美谈个屁,是断袖就说是断袖,还整得这么文绉绉的。
“麻烦使者自重,落花有意流水无情的事。”她别过脸去,伸手抵在他胸前,隔开两人的距离。
“药王爷如此模样”他伸手将她的手腕抓住,用巧劲儿一钳,别在身后。
少年的气息喷吐在脸上,危险至极,格外的暧昧。
“即便是流水无情,我也忍不住想强占了。”他附唇在她耳边,如同恋人之间的调情低语。
“你放肆,本王是永昶的王爷,如此掳走一国的王爷,该当何罪?”她被这等轻佻的语言激怒了般,反唇威胁,因着愤怒,香腮染上了一层莹莹淡粉,着实绝美不可方物。
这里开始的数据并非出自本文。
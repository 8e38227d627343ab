/// Content trees — precompiled conditional/computed text structure.
use serde::{Deserialize, Serialize};

use super::callable::{Expression, Predicate};

/// Source text for a scene body or a title: either plain prose (compiled as
/// a single paragraph with no dependencies) or a full content tree.
pub enum ContentSource {
    Text(String),
    Tree(ContentTree),
}

impl From<&str> for ContentSource {
    fn from(text: &str) -> ContentSource {
        ContentSource::Text(text.to_string())
    }
}

impl From<String> for ContentSource {
    fn from(text: String) -> ContentSource {
        ContentSource::Text(text)
    }
}

/// An ordered sequence of nodes plus the state-dependency callables the
/// conditional and insert nodes refer to by index.
pub struct ContentTree {
    pub nodes: Vec<ContentNode>,
    pub dependencies: Vec<Dependency>,
}

/// A node of a content tree. Conditional and insert nodes reference an
/// index into the tree's dependency list.
pub enum ContentNode {
    Text(String),
    Paragraph(Vec<ContentNode>),
    Heading(Vec<ContentNode>),
    Conditional {
        predicate: usize,
        content: Vec<ContentNode>,
    },
    Insert(usize),
}

/// A boolean- or value-producing callable attached to a content tree,
/// evaluated exactly once per compilation pass.
pub enum Dependency {
    Predicate(Predicate),
    Insert(Expression),
}

/// The block kind of a rendered unit of content.
#[derive(Debug, Clone, Copy, PartialEq, Eq, Serialize, Deserialize)]
pub enum BlockKind {
    Paragraph,
    Heading,
}

/// A compiled block ready for the display surface: a kind and the text
/// spans that survived conditional elision and insert substitution.
#[derive(Debug, Clone, PartialEq, Serialize, Deserialize)]
pub struct RenderedBlock {
    pub kind: BlockKind,
    pub spans: Vec<String>,
}

impl RenderedBlock {
    pub fn paragraph(text: &str) -> RenderedBlock {
        RenderedBlock {
            kind: BlockKind::Paragraph,
            spans: vec![text.to_string()],
        }
    }
}
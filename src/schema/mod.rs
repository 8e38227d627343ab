//! Plain data types: the game definition, content trees, the serializable
//! game state, and the callable signatures the definition carries.

pub mod callable;
pub mod content;
pub mod game;
pub mod state;
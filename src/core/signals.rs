/// Signal resolution and dispatch — lifecycle and quality-change events
/// routed to the host surface.
use serde::{Deserialize, Serialize};

use crate::display::DisplaySurface;
use crate::schema::game::{Game, Scene};

/// A named notification delivered through the display surface.
#[derive(Debug, Clone, PartialEq, Serialize, Deserialize)]
pub struct SignalRecord {
    pub signal: String,
    #[serde(flatten)]
    pub event: SignalEvent,
}

/// The lifecycle or state-change event a signal reports. Serialized field
/// names mirror the wire shape hosts historically consumed.
#[derive(Debug, Clone, PartialEq, Serialize, Deserialize)]
#[serde(tag = "event", rename_all = "kebab-case")]
pub enum SignalEvent {
    SceneArrival {
        id: String,
        #[serde(skip_serializing_if = "Option::is_none")]
        from: Option<String>,
    },
    SceneDisplay {
        id: String,
    },
    SceneDeparture {
        id: String,
        to: String,
    },
    QualityChange {
        id: String,
        now: f64,
        #[serde(skip_serializing_if = "Option::is_none")]
        was: Option<f64>,
    },
}

/// The effective signal name for a scene: the scene's own, else the game
/// default, else none (no emission).
pub(crate) fn scene_signal_name<'a>(game: &'a Game, scene: &'a Scene) -> Option<&'a str> {
    scene
        .signal
        .as_deref()
        .or(game.scene_signal.as_deref())
}

/// The effective signal name for a quality change.
pub(crate) fn quality_signal_name<'a>(game: &'a Game, quality_id: &str) -> Option<&'a str> {
    game.qualities
        .get(quality_id)
        .and_then(|def| def.signal.as_deref())
        .or(game.quality_signal.as_deref())
}

/// Emit a scene lifecycle event if the scene resolves to a signal name.
pub(crate) fn emit_scene(
    game: &Game,
    scene: &Scene,
    surface: &mut dyn DisplaySurface,
    event: SignalEvent,
) {
    if let Some(name) = scene_signal_name(game, scene) {
        surface.signal(&SignalRecord {
            signal: name.to_string(),
            event,
        });
    }
}

/// Emit a quality-change event if the quality resolves to a signal name.
pub(crate) fn emit_quality(
    game: &Game,
    surface: &mut dyn DisplaySurface,
    id: &str,
    now: f64,
    was: Option<f64>,
) {
    if let Some(name) = quality_signal_name(game, id) {
        surface.signal(&SignalRecord {
            signal: name.to_string(),
            event: SignalEvent::QualityChange {
                id: id.to_string(),
                now,
                was,
            },
        });
    }
}

#[cfg(test)]
mod tests {
    use super::*;
    use crate::schema::game::QualityDef;

    #[test]
    fn scene_signal_prefers_scene_over_game() {
        let mut game = Game::default();
        game.scene_signal = Some("global-signal".to_string());
        let mut scene = Scene::new("foo");
        scene.signal = Some("foo-signal".to_string());
        assert_eq!(scene_signal_name(&game, &scene), Some("foo-signal"));

        let plain = Scene::new("bar");
        assert_eq!(scene_signal_name(&game, &plain), Some("global-signal"));
    }

    #[test]
    fn no_signal_without_any_name() {
        let game = Game::default();
        let scene = Scene::new("foo");
        assert_eq!(scene_signal_name(&game, &scene), None);
    }

    #[test]
    fn quality_signal_prefers_quality_over_game() {
        let mut game = Game::default();
        game.quality_signal = Some("global-signal".to_string());
        game.qualities.insert(
            "bar".to_string(),
            QualityDef {
                signal: Some("bar-signal".to_string()),
                ..QualityDef::default()
            },
        );
        game.qualities
            .insert("foo".to_string(), QualityDef::default());

        assert_eq!(quality_signal_name(&game, "bar"), Some("bar-signal"));
        assert_eq!(quality_signal_name(&game, "foo"), Some("global-signal"));
        assert_eq!(
            quality_signal_name(&game, "undeclared"),
            Some("global-signal")
        );
    }

    #[test]
    fn record_serializes_with_flattened_event() {
        let record = SignalRecord {
            signal: "root-signal".to_string(),
            event: SignalEvent::SceneDeparture {
                id: "root".to_string(),
                to: "foo".to_string(),
            },
        };
        let text = ron::to_string(&record).unwrap();
        assert!(text.contains("scene-departure"));
        assert!(text.contains("root-signal"));
    }
}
他垂头看着被自己制住的人,这小家伙丝毫不知道自己此刻的模样有多美多诱人。
夕阳如同一匹火红的绸缎批盖在天上,给云朵染上了亮闪闪的金粉。
采莓此时却无暇欣赏美景,她骑在高头大马上,剑别在腰间,眉头紧皱着,身后跟着几十余人的渊王府集结来的护卫。
一行人垂头丧气的骑马走在去往平烟城的土路上,马蹄沉重踏得尘土飞扬。
就在方才不久,他们瞧见了同南平使者出行一模一样的马车车队,一行人进行了一番殊死搏斗,那南平使者跳车逃跑,临下车前在马屁股上狠狠地刺了一刀,发狂的马带着马车歪歪扭扭的朝山崖冲过去,这一行人都是渊的亲卫,当即全员弃马勒住马车。
一名护卫跳到已经疯狂的马上试图让马车停下,哪只这马抽搐着跌下山崖,后面的护卫合力拽住马车,将车勒停。
马儿悬在山崖边不停的挣扎。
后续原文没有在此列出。